CONTEXT:
lakehouse (LH) == exists; no tables yet.
pipeline (PL) == exists; create tables in LH for first time, then ingest data incrementally thereafter.
ISSUE:
LG and PL do not sync at the same time. In other words, after a Copy data activity writes data to the LH, this data is not immediately available downstream to other activities in the same PL. Therefore one must use the Wait activity and guess how many seconds to pause the PL leading to a non-optimal computational state of affairs.
Furthermore, since the PL already contains conditional branching for multiple tables in order to distinguish between first time full data ingest and future time incremental ingest, now the user has to use a condition + wait activity after each Copy data activity, thus adding 2 new activities for each branch already in exisitence and thereby easily breaking the max activity allowed threshhold of 80 activities per PL.
Now, the user breaks the PL into multiple PL. But a new problem arises. Various PL variables maintain internal PL state values that need to be available further downstream in the original PL. Now that this original PL is broken apart into 2 or more PLs, how do you pass these values around to other PLs in both an elegant manner and a USER FRIENDLY manner without having to resort to some kludgy feature added as an afterthought to the PL machinery?
Currently 2 PL activities are available: Invoke PL (Legacy) and Invoke PL (Preview).
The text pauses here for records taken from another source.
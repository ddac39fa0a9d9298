//! Meshes, Phong materials and the draw helpers for instanced models.

use std::ops::Range;

use wgpu::util::DeviceExt;

use crate::data_structures::{color::Color, texture::Texture};

pub trait Vertex {
    fn desc() -> wgpu::VertexBufferLayout<'static>;
}

#[repr(C)]
#[derive(Copy, Clone, Debug, Default, bytemuck::Pod, bytemuck::Zeroable)]
pub struct ModelVertex {
    pub position: [f32; 3],
    pub tex_coords: [f32; 2],
    pub normal: [f32; 3],
    pub tangent: [f32; 3],
    pub bitangent: [f32; 3],
}

impl Vertex for ModelVertex {
    fn desc() -> wgpu::VertexBufferLayout<'static> {
        use std::mem;
        wgpu::VertexBufferLayout {
            array_stride: mem::size_of::<ModelVertex>() as wgpu::BufferAddress,
            step_mode: wgpu::VertexStepMode::Vertex,
            attributes: &[
                wgpu::VertexAttribute {
                    offset: 0,
                    shader_location: 0,
                    format: wgpu::VertexFormat::Float32x3,
                },
                wgpu::VertexAttribute {
                    offset: mem::size_of::<[f32; 3]>() as wgpu::BufferAddress,
                    shader_location: 1,
                    format: wgpu::VertexFormat::Float32x2,
                },
                wgpu::VertexAttribute {
                    offset: mem::size_of::<[f32; 5]>() as wgpu::BufferAddress,
                    shader_location: 2,
                    format: wgpu::VertexFormat::Float32x3,
                },
                wgpu::VertexAttribute {
                    offset: mem::size_of::<[f32; 8]>() as wgpu::BufferAddress,
                    shader_location: 3,
                    format: wgpu::VertexFormat::Float32x3,
                },
                wgpu::VertexAttribute {
                    offset: mem::size_of::<[f32; 11]>() as wgpu::BufferAddress,
                    shader_location: 4,
                    format: wgpu::VertexFormat::Float32x3,
                },
            ],
        }
    }
}

/// Which faces of a mesh are rasterized.
#[derive(Clone, Copy, Debug, Default, PartialEq, Eq)]
pub enum Side {
    #[default]
    Front,
    Double,
}

/// Parameters of a Phong material before it is uploaded.
#[derive(Clone, Debug)]
pub struct PhongMaterial {
    pub color: Color,
    pub side: Side,
    pub uv_repeat: [f32; 2],
    pub shininess: f32,
    pub receive_shadow: bool,
}

impl Default for PhongMaterial {
    fn default() -> Self {
        Self {
            color: Color::WHITE,
            side: Side::Front,
            uv_repeat: [1.0, 1.0],
            shininess: 30.0,
            receive_shadow: false,
        }
    }
}

impl PhongMaterial {
    pub fn colored(hex: u32) -> Self {
        Self {
            color: Color::from_hex(hex),
            ..Default::default()
        }
    }
}

#[repr(C)]
#[derive(Debug, Copy, Clone, bytemuck::Pod, bytemuck::Zeroable)]
pub struct MaterialUniform {
    color: [f32; 4],
    uv_repeat: [f32; 2],
    shininess: f32,
    flags: u32,
}

impl MaterialUniform {
    pub const NORMAL_MAP: u32 = 1;
    pub const RECEIVE_SHADOW: u32 = 2;

    pub fn new(params: &PhongMaterial, has_normal_map: bool) -> Self {
        let mut flags = 0;
        if has_normal_map {
            flags |= Self::NORMAL_MAP;
        }
        if params.receive_shadow {
            flags |= Self::RECEIVE_SHADOW;
        }
        Self {
            color: params.color.to_linear_with(1.0),
            uv_repeat: params.uv_repeat,
            shininess: params.shininess,
            flags,
        }
    }

    pub fn flags(&self) -> u32 {
        self.flags
    }
}

#[derive(Clone, Debug)]
pub struct Material {
    pub name: String,
    pub params: PhongMaterial,
    pub diffuse_texture: Texture,
    pub normal_texture: Texture,
    has_normal_map: bool,
    buffer: wgpu::Buffer,
    layout: wgpu::BindGroupLayout,
    pub bind_group: wgpu::BindGroup,
}

impl Material {
    pub fn new(
        device: &wgpu::Device,
        name: &str,
        params: PhongMaterial,
        diffuse_texture: Texture,
        normal_texture: Option<Texture>,
        placeholder_normal: &Texture,
        layout: &wgpu::BindGroupLayout,
    ) -> Self {
        let has_normal_map = normal_texture.is_some();
        let normal_texture = normal_texture.unwrap_or_else(|| placeholder_normal.clone());
        let uniform = MaterialUniform::new(&params, has_normal_map);
        let buffer = device.create_buffer_init(&wgpu::util::BufferInitDescriptor {
            label: Some(&format!("{name} Material Buffer")),
            contents: bytemuck::cast_slice(&[uniform]),
            usage: wgpu::BufferUsages::UNIFORM | wgpu::BufferUsages::COPY_DST,
        });
        let bind_group = mk_bind_group(device, name, layout, &diffuse_texture, &normal_texture, &buffer);
        Self {
            name: name.to_string(),
            params,
            diffuse_texture,
            normal_texture,
            has_normal_map,
            buffer,
            layout: layout.clone(),
            bind_group,
        }
    }

    pub fn has_normal_map(&self) -> bool {
        self.has_normal_map
    }

    pub fn uniform(&self) -> MaterialUniform {
        MaterialUniform::new(&self.params, self.has_normal_map)
    }

    fn rebind(&mut self, device: &wgpu::Device) {
        self.bind_group = mk_bind_group(
            device,
            &self.name,
            &self.layout,
            &self.diffuse_texture,
            &self.normal_texture,
            &self.buffer,
        );
    }

    fn upload(&self, queue: &wgpu::Queue) {
        queue.write_buffer(&self.buffer, 0, bytemuck::cast_slice(&[self.uniform()]));
    }

    /// Replaces the color map. The material color keeps tinting it.
    pub fn set_map(&mut self, device: &wgpu::Device, texture: Texture) {
        self.diffuse_texture = texture;
        self.rebind(device);
    }

    pub fn set_normal_map(&mut self, device: &wgpu::Device, queue: &wgpu::Queue, texture: Texture) {
        self.normal_texture = texture;
        self.has_normal_map = true;
        self.rebind(device);
        self.upload(queue);
    }

    /// A copy with its own uniform buffer, so the tint does not leak into `self`.
    pub fn with_color(&self, device: &wgpu::Device, color: Color) -> Self {
        let params = PhongMaterial {
            color,
            ..self.params.clone()
        };
        let uniform = MaterialUniform::new(&params, self.has_normal_map);
        let buffer = device.create_buffer_init(&wgpu::util::BufferInitDescriptor {
            label: Some(&format!("{} Material Buffer", self.name)),
            contents: bytemuck::cast_slice(&[uniform]),
            usage: wgpu::BufferUsages::UNIFORM | wgpu::BufferUsages::COPY_DST,
        });
        let bind_group = mk_bind_group(
            device,
            &self.name,
            &self.layout,
            &self.diffuse_texture,
            &self.normal_texture,
            &buffer,
        );
        Self {
            name: self.name.clone(),
            params,
            diffuse_texture: self.diffuse_texture.clone(),
            normal_texture: self.normal_texture.clone(),
            has_normal_map: self.has_normal_map,
            buffer,
            layout: self.layout.clone(),
            bind_group,
        }
    }
}

fn mk_bind_group(
    device: &wgpu::Device,
    name: &str,
    layout: &wgpu::BindGroupLayout,
    diffuse: &Texture,
    normal: &Texture,
    buffer: &wgpu::Buffer,
) -> wgpu::BindGroup {
    device.create_bind_group(&wgpu::BindGroupDescriptor {
        layout,
        entries: &[
            wgpu::BindGroupEntry {
                binding: 0,
                resource: wgpu::BindingResource::TextureView(&diffuse.view),
            },
            wgpu::BindGroupEntry {
                binding: 1,
                resource: wgpu::BindingResource::Sampler(&diffuse.sampler),
            },
            wgpu::BindGroupEntry {
                binding: 2,
                resource: wgpu::BindingResource::TextureView(&normal.view),
            },
            wgpu::BindGroupEntry {
                binding: 3,
                resource: wgpu::BindingResource::Sampler(&normal.sampler),
            },
            wgpu::BindGroupEntry {
                binding: 4,
                resource: buffer.as_entire_binding(),
            },
        ],
        label: Some(name),
    })
}

#[derive(Clone, Debug)]
pub struct Mesh {
    pub name: String,
    pub vertex_buffer: wgpu::Buffer,
    pub index_buffer: wgpu::Buffer,
    pub num_elements: u32,
    pub material: usize,
}

#[derive(Clone, Debug)]
pub struct Model {
    pub meshes: Vec<Mesh>,
    pub materials: Vec<Material>,
}

impl Model {
    /// Shares the vertex data and gives every material `color`.
    pub fn tinted(&self, device: &wgpu::Device, color: Color) -> Model {
        Model {
            meshes: self.meshes.clone(),
            materials: self
                .materials
                .iter()
                .map(|m| m.with_color(device, color))
                .collect(),
        }
    }

    pub fn material_for(&self, mesh: &Mesh) -> Option<&Material> {
        self.materials.get(mesh.material)
    }
}

pub trait DrawModel<'a> {
    fn draw_mesh_instanced(
        &mut self,
        mesh: &'a Mesh,
        material: &'a Material,
        instances: Range<u32>,
        camera_bind_group: &'a wgpu::BindGroup,
        scene_bind_group: &'a wgpu::BindGroup,
    );

    fn draw_model_instanced(
        &mut self,
        model: &'a Model,
        instances: Range<u32>,
        camera_bind_group: &'a wgpu::BindGroup,
        scene_bind_group: &'a wgpu::BindGroup,
    );

    /// Geometry only, for depth passes with the camera at group 0.
    fn draw_model_depth_instanced(
        &mut self,
        model: &'a Model,
        instances: Range<u32>,
        camera_bind_group: &'a wgpu::BindGroup,
    );
}

impl<'a, 'b> DrawModel<'b> for wgpu::RenderPass<'a>
where
    'b: 'a,
{
    fn draw_mesh_instanced(
        &mut self,
        mesh: &'b Mesh,
        material: &'b Material,
        instances: Range<u32>,
        camera_bind_group: &'b wgpu::BindGroup,
        scene_bind_group: &'b wgpu::BindGroup,
    ) {
        self.set_vertex_buffer(0, mesh.vertex_buffer.slice(..));
        self.set_index_buffer(mesh.index_buffer.slice(..), wgpu::IndexFormat::Uint32);
        self.set_bind_group(0, &material.bind_group, &[]);
        self.set_bind_group(1, camera_bind_group, &[]);
        self.set_bind_group(2, scene_bind_group, &[]);
        self.draw_indexed(0..mesh.num_elements, 0, instances);
    }

    fn draw_model_instanced(
        &mut self,
        model: &'b Model,
        instances: Range<u32>,
        camera_bind_group: &'b wgpu::BindGroup,
        scene_bind_group: &'b wgpu::BindGroup,
    ) {
        for mesh in &model.meshes {
            let Some(material) = model.material_for(mesh) else {
                log::warn!("mesh {} references a missing material", mesh.name);
                continue;
            };
            self.draw_mesh_instanced(
                mesh,
                material,
                instances.clone(),
                camera_bind_group,
                scene_bind_group,
            );
        }
    }

    fn draw_model_depth_instanced(
        &mut self,
        model: &'b Model,
        instances: Range<u32>,
        camera_bind_group: &'b wgpu::BindGroup,
    ) {
        self.set_bind_group(0, camera_bind_group, &[]);
        for mesh in &model.meshes {
            self.set_vertex_buffer(0, mesh.vertex_buffer.slice(..));
            self.set_index_buffer(mesh.index_buffer.slice(..), wgpu::IndexFormat::Uint32);
            self.draw_indexed(0..mesh.num_elements, 0, instances.clone());
        }
    }
}
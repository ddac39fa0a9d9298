use pagoda_garden::frame::{FrameClock, HEART_COUNT, StopHandle, heart_pose, pose_at};

const EPS: f32 = 1e-5;

#[test]
fn should_place_hearts_on_their_sine_offsets() {
    let t = 1.3_f32;
    let pose = pose_at(1300.0);
    for i in 0..HEART_COUNT {
        let expected = t.sin() * 3.0 + i as f32;
        let heart = &pose.hearts[i];
        assert!((heart.position.x - expected).abs() < EPS, "heart {i} x");
        assert!((heart.position.z - expected).abs() < EPS, "heart {i} z");
        assert_eq!(heart.position.y, 0.0);
    }
}

#[test]
fn should_spin_each_heart_faster_than_the_last() {
    let t = 2.0;
    for i in 0..HEART_COUNT {
        let heart = heart_pose(i, t);
        let expected = t * (1.0 + 0.1 * i as f32);
        assert!((heart.rotation.x - expected).abs() < EPS);
        assert!((heart.rotation.y - expected).abs() < EPS);
        assert_eq!(heart.rotation.z, 0.0);
    }
}

#[test]
fn should_turn_centerpiece_by_elapsed_seconds() {
    for millis in [0.0, 16.0, 500.0, 1000.0, 12_345.0] {
        let pose = pose_at(millis);
        let seconds = (millis * 0.001) as f32;
        assert!((pose.centerpiece_yaw - seconds).abs() < EPS);
        assert!((pose.seconds - seconds).abs() < EPS);
    }
}

#[test]
fn should_swing_spot_light_along_x() {
    let pose = pose_at(std::f64::consts::FRAC_PI_2 * 1000.0);
    assert!((pose.spot_x - 75.0).abs() < 1e-3);
    assert_eq!(pose_at(0.0).spot_x, 0.0);
}

#[test]
fn should_derive_identical_poses_from_identical_times() {
    assert_eq!(pose_at(4321.5), pose_at(4321.5));
    assert_ne!(pose_at(4321.5), pose_at(4322.5));
}

#[test]
fn should_share_stop_state_between_clones() {
    let stop = StopHandle::new();
    let remote = stop.clone();
    assert!(!stop.is_stopped());
    remote.stop();
    assert!(stop.is_stopped());
}

#[test]
fn should_count_time_forward() {
    let clock = FrameClock::new();
    let first = clock.elapsed_millis();
    std::thread::sleep(std::time::Duration::from_millis(5));
    assert!(clock.elapsed_millis() > first);
    assert!(first >= 0.0);
}
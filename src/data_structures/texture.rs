//! GPU textures and texture creation utilities.
//!
//! This module provides [`Texture`], a wrapper around a WGPU texture with its
//! default view and sampler, and helpers for the kinds the garden needs: depth
//! buffers, shadow maps, render targets, placeholders, decoded images and cube
//! maps.

use anyhow::*;
use image::GenericImageView;

/// Wrapping and filtering of a sampled texture.
#[derive(Clone, Copy, Debug, PartialEq)]
pub struct Sampling {
    pub wrap: wgpu::AddressMode,
    pub mag_filter: wgpu::FilterMode,
    pub min_filter: wgpu::FilterMode,
}

impl Default for Sampling {
    fn default() -> Self {
        Self {
            wrap: wgpu::AddressMode::ClampToEdge,
            mag_filter: wgpu::FilterMode::Linear,
            min_filter: wgpu::FilterMode::Linear,
        }
    }
}

impl Sampling {
    /// Tiled texture with crisp texels up close.
    pub fn repeat_nearest() -> Self {
        Self {
            wrap: wgpu::AddressMode::Repeat,
            mag_filter: wgpu::FilterMode::Nearest,
            min_filter: wgpu::FilterMode::Linear,
        }
    }

    pub fn create_sampler(&self, device: &wgpu::Device) -> wgpu::Sampler {
        device.create_sampler(&wgpu::SamplerDescriptor {
            address_mode_u: self.wrap,
            address_mode_v: self.wrap,
            address_mode_w: self.wrap,
            mag_filter: self.mag_filter,
            min_filter: self.min_filter,
            ..Default::default()
        })
    }
}

/// A GPU texture with a view and sampler.
#[derive(Clone, Debug)]
pub struct Texture {
    #[allow(unused)]
    pub texture: wgpu::Texture,
    pub view: wgpu::TextureView,
    pub sampler: wgpu::Sampler,
}

impl Texture {
    /// Standard depth buffer texture format (32-bit float).
    pub const DEPTH_FORMAT: wgpu::TextureFormat = wgpu::TextureFormat::Depth32Float;

    /// Create a depth texture for depth-testing during rendering.
    ///
    /// * `size` is [width, height] of the texture in pixels
    /// * `label` is used as a debug label for the GPU resource
    pub fn create_depth_texture(device: &wgpu::Device, size: [u32; 2], label: &str) -> Self {
        let texture = device.create_texture(&wgpu::TextureDescriptor {
            label: Some(label),
            size: extent(size),
            mip_level_count: 1,
            sample_count: 1,
            dimension: wgpu::TextureDimension::D2,
            format: Self::DEPTH_FORMAT,
            usage: wgpu::TextureUsages::RENDER_ATTACHMENT | wgpu::TextureUsages::TEXTURE_BINDING,
            view_formats: &[Self::DEPTH_FORMAT],
        });
        let view = texture.create_view(&wgpu::TextureViewDescriptor::default());
        let sampler = comparison_sampler(device);

        Self {
            texture,
            view,
            sampler,
        }
    }

    /// Depth target rendered from a light and sampled with depth comparison.
    pub fn create_shadow_map(device: &wgpu::Device, size: u32) -> Self {
        Self::create_depth_texture(device, [size, size], "shadow_map")
    }

    /// Color target that can be rendered into and then sampled like any map.
    pub fn create_render_target(
        device: &wgpu::Device,
        size: [u32; 2],
        format: wgpu::TextureFormat,
        label: &str,
    ) -> Self {
        let texture = device.create_texture(&wgpu::TextureDescriptor {
            label: Some(label),
            size: extent(size),
            mip_level_count: 1,
            sample_count: 1,
            dimension: wgpu::TextureDimension::D2,
            format,
            usage: wgpu::TextureUsages::RENDER_ATTACHMENT
                | wgpu::TextureUsages::TEXTURE_BINDING
                | wgpu::TextureUsages::COPY_SRC,
            view_formats: &[],
        });
        let view = texture.create_view(&wgpu::TextureViewDescriptor::default());
        let sampler = Sampling::default().create_sampler(device);
        Self {
            texture,
            view,
            sampler,
        }
    }

    /// A 1x1 texture of a single color, used until the real map arrives.
    pub fn create_solid(
        device: &wgpu::Device,
        queue: &wgpu::Queue,
        rgba: [u8; 4],
        format: wgpu::TextureFormat,
        label: &str,
    ) -> Self {
        let size = extent([1, 1]);
        let texture = device.create_texture(&wgpu::TextureDescriptor {
            label: Some(label),
            size,
            mip_level_count: 1,
            sample_count: 1,
            dimension: wgpu::TextureDimension::D2,
            format,
            usage: wgpu::TextureUsages::TEXTURE_BINDING | wgpu::TextureUsages::COPY_DST,
            view_formats: &[],
        });
        write_rgba(queue, &texture, &rgba, [1, 1], 0);
        let view = texture.create_view(&wgpu::TextureViewDescriptor::default());
        let sampler = Sampling::default().create_sampler(device);
        Self {
            texture,
            view,
            sampler,
        }
    }

    pub fn create_white(device: &wgpu::Device, queue: &wgpu::Queue) -> Self {
        Self::create_solid(
            device,
            queue,
            [255, 255, 255, 255],
            wgpu::TextureFormat::Rgba8UnormSrgb,
            "white placeholder",
        )
    }

    /// The blue/purple-ish color that represents an undisturbed normal.
    pub fn create_default_normal_map(device: &wgpu::Device, queue: &wgpu::Queue) -> Self {
        Self::create_solid(
            device,
            queue,
            [127, 127, 255, 255],
            wgpu::TextureFormat::Rgba8Unorm,
            "default normal map",
        )
    }

    /// Load a texture from raw image file contents.
    ///
    /// `is_normal_map` toggles between sRGB (false) and linear (true) storage.
    pub fn from_bytes(
        device: &wgpu::Device,
        queue: &wgpu::Queue,
        bytes: &[u8],
        label: &str,
        is_normal_map: bool,
        sampling: Sampling,
    ) -> Result<Self> {
        let img = image::load_from_memory(bytes).with_context(|| format!("decoding {label}"))?;
        Ok(Self::from_image(device, queue, &img, Some(label), is_normal_map, sampling))
    }

    pub fn from_image(
        device: &wgpu::Device,
        queue: &wgpu::Queue,
        img: &image::DynamicImage,
        label: Option<&str>,
        is_normal_map: bool,
        sampling: Sampling,
    ) -> Self {
        let dimensions = img.dimensions();
        let rgba = img.to_rgba8();

        let format = if is_normal_map {
            wgpu::TextureFormat::Rgba8Unorm
        } else {
            wgpu::TextureFormat::Rgba8UnormSrgb
        };
        let texture = device.create_texture(&wgpu::TextureDescriptor {
            label,
            size: extent([dimensions.0, dimensions.1]),
            mip_level_count: 1,
            sample_count: 1,
            dimension: wgpu::TextureDimension::D2,
            format,
            usage: wgpu::TextureUsages::TEXTURE_BINDING | wgpu::TextureUsages::COPY_DST,
            view_formats: &[],
        });
        write_rgba(queue, &texture, &rgba, [dimensions.0, dimensions.1], 0);

        let view = texture.create_view(&wgpu::TextureViewDescriptor::default());
        let sampler = sampling.create_sampler(device);
        Self {
            texture,
            view,
            sampler,
        }
    }

    /// Six square faces in +x, -x, +y, -y, +z, -z order.
    pub fn from_cube_faces(
        device: &wgpu::Device,
        queue: &wgpu::Queue,
        faces: &[image::DynamicImage],
        label: &str,
    ) -> Result<Self> {
        ensure!(faces.len() == 6, "a cube map needs 6 faces, got {}", faces.len());
        let (width, height) = faces[0].dimensions();
        ensure!(
            faces.iter().all(|f| f.dimensions() == (width, height)),
            "cube map faces of {label} differ in size"
        );

        let texture = device.create_texture(&wgpu::TextureDescriptor {
            label: Some(label),
            size: wgpu::Extent3d {
                width,
                height,
                depth_or_array_layers: 6,
            },
            mip_level_count: 1,
            sample_count: 1,
            dimension: wgpu::TextureDimension::D2,
            format: wgpu::TextureFormat::Rgba8UnormSrgb,
            usage: wgpu::TextureUsages::TEXTURE_BINDING | wgpu::TextureUsages::COPY_DST,
            view_formats: &[],
        });
        for (layer, face) in faces.iter().enumerate() {
            write_rgba(queue, &texture, &face.to_rgba8(), [width, height], layer as u32);
        }
        let view = texture.create_view(&wgpu::TextureViewDescriptor {
            label: Some(label),
            dimension: Some(wgpu::TextureViewDimension::Cube),
            ..Default::default()
        });
        let sampler = Sampling::default().create_sampler(device);
        Ok(Self {
            texture,
            view,
            sampler,
        })
    }
}

fn extent(size: [u32; 2]) -> wgpu::Extent3d {
    wgpu::Extent3d {
        width: size[0].max(1),
        height: size[1].max(1),
        depth_or_array_layers: 1,
    }
}

fn write_rgba(queue: &wgpu::Queue, texture: &wgpu::Texture, data: &[u8], size: [u32; 2], layer: u32) {
    queue.write_texture(
        wgpu::TexelCopyTextureInfo {
            aspect: wgpu::TextureAspect::All,
            texture,
            mip_level: 0,
            origin: wgpu::Origin3d {
                x: 0,
                y: 0,
                z: layer,
            },
        },
        data,
        wgpu::TexelCopyBufferLayout {
            offset: 0,
            bytes_per_row: Some(4 * size[0]),
            rows_per_image: Some(size[1]),
        },
        extent(size),
    );
}

fn comparison_sampler(device: &wgpu::Device) -> wgpu::Sampler {
    device.create_sampler(&wgpu::SamplerDescriptor {
        label: Some("depth comparison sampler"),
        address_mode_u: wgpu::AddressMode::ClampToEdge,
        address_mode_v: wgpu::AddressMode::ClampToEdge,
        address_mode_w: wgpu::AddressMode::ClampToEdge,
        mag_filter: wgpu::FilterMode::Linear,
        min_filter: wgpu::FilterMode::Linear,
        compare: Some(wgpu::CompareFunction::LessEqual),
        lod_min_clamp: 0.0,
        lod_max_clamp: 100.0,
        ..Default::default()
    })
}

/// Textures every material can fall back to while its real maps load.
#[derive(Clone, Debug)]
pub struct Placeholders {
    pub white: Texture,
    pub flat_normal: Texture,
}

impl Placeholders {
    pub fn new(device: &wgpu::Device, queue: &wgpu::Queue) -> Self {
        Self {
            white: Texture::create_white(device, queue),
            flat_normal: Texture::create_default_normal_map(device, queue),
        }
    }
}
When trying to pass PL variables or params around when using Invoke PL (Preview), Fabric tell the user to use Invoke PL (Legacy).
What happens when or if in a few years that legacy activity is deprecated? Let's say some users at that time in the future will have dozens of PLs with complex data flows. Now they will have to go back in and modify every single PL that was passing values around into other PLs and thus wasting hours. That scenario is not acceptable and highly suboptimal.
SUGGESTION:
0__How about increasing the max allowed activity limit in a PL from 80 to 512, for ex?
1__How about exposing the LH sync clock as an activity to PLs so PL Wait activity can use that to precisely wait until the LH tells it the data is ready for read access?
2__How about designing Invoke PL (Preview) so it is both elegant and user friendly to pass params or variables around between PLs?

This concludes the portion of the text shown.